* [WHAT THIS TASK INVOLVES]: Report each line of the entries below that has the word "crate" in it.

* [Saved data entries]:

----

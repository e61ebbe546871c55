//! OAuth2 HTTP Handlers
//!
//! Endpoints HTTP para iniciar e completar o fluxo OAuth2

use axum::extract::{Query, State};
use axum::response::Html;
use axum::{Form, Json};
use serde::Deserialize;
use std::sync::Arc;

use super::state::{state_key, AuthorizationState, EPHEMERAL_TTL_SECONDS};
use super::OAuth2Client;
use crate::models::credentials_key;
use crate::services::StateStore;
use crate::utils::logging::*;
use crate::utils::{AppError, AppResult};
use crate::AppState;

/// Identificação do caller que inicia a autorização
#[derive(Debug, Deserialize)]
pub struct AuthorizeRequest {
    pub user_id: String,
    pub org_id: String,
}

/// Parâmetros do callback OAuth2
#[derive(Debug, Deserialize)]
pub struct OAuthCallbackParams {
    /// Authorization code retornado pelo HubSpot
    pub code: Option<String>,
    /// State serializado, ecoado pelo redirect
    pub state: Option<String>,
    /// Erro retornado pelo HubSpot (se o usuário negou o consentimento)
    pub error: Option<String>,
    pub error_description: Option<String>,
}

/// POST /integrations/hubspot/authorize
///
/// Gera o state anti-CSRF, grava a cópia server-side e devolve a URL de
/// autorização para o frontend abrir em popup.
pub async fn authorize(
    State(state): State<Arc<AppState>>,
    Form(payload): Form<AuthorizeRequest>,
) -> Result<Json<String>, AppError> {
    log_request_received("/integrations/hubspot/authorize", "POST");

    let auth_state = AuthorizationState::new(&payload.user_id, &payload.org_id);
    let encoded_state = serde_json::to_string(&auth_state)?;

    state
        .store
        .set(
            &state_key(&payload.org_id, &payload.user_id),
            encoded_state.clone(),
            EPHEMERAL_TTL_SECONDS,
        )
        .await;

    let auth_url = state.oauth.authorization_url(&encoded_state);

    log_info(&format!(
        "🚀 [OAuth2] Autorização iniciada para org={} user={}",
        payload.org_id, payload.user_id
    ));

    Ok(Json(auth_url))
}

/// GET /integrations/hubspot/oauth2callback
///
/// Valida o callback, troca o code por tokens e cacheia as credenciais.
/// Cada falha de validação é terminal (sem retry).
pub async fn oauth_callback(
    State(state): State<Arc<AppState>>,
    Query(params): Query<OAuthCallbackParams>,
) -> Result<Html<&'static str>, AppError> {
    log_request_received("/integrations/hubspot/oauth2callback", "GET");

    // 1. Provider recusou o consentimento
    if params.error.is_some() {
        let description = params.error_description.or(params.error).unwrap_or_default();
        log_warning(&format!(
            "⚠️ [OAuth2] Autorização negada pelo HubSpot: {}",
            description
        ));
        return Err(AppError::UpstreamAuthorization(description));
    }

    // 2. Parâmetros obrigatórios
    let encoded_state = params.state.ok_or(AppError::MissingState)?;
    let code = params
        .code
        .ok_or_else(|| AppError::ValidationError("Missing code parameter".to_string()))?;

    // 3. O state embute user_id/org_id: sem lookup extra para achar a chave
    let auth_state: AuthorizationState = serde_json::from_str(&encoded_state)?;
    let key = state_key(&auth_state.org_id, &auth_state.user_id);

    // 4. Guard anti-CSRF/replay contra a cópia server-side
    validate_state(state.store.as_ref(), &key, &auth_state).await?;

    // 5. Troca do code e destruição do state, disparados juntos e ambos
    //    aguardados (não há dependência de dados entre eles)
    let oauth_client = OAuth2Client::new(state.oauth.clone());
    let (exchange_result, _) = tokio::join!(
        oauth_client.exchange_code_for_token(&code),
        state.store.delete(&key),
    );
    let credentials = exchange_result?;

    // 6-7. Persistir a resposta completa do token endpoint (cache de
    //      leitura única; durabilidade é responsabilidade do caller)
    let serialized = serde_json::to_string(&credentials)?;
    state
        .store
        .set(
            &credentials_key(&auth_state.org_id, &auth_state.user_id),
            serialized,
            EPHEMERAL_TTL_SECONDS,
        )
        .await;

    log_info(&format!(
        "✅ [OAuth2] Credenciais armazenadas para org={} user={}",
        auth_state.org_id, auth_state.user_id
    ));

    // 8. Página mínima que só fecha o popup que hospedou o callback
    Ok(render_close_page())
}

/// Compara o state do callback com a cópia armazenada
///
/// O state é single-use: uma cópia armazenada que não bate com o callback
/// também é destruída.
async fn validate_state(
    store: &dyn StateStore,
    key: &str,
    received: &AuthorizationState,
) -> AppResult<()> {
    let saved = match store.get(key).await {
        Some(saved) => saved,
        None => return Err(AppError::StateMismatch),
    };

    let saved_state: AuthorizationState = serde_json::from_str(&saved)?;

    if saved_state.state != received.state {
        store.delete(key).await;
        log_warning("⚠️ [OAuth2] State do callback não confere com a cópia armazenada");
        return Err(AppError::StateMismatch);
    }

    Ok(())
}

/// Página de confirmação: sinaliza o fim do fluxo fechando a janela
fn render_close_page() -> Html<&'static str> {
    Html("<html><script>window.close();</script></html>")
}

----

* [RESPONSE]:
use crate::models::credentials_key;
use crate::services::StateStore;
use crate::utils::logging::*;
use crate::utils::{AppError, AppResult};
use crate::AppState;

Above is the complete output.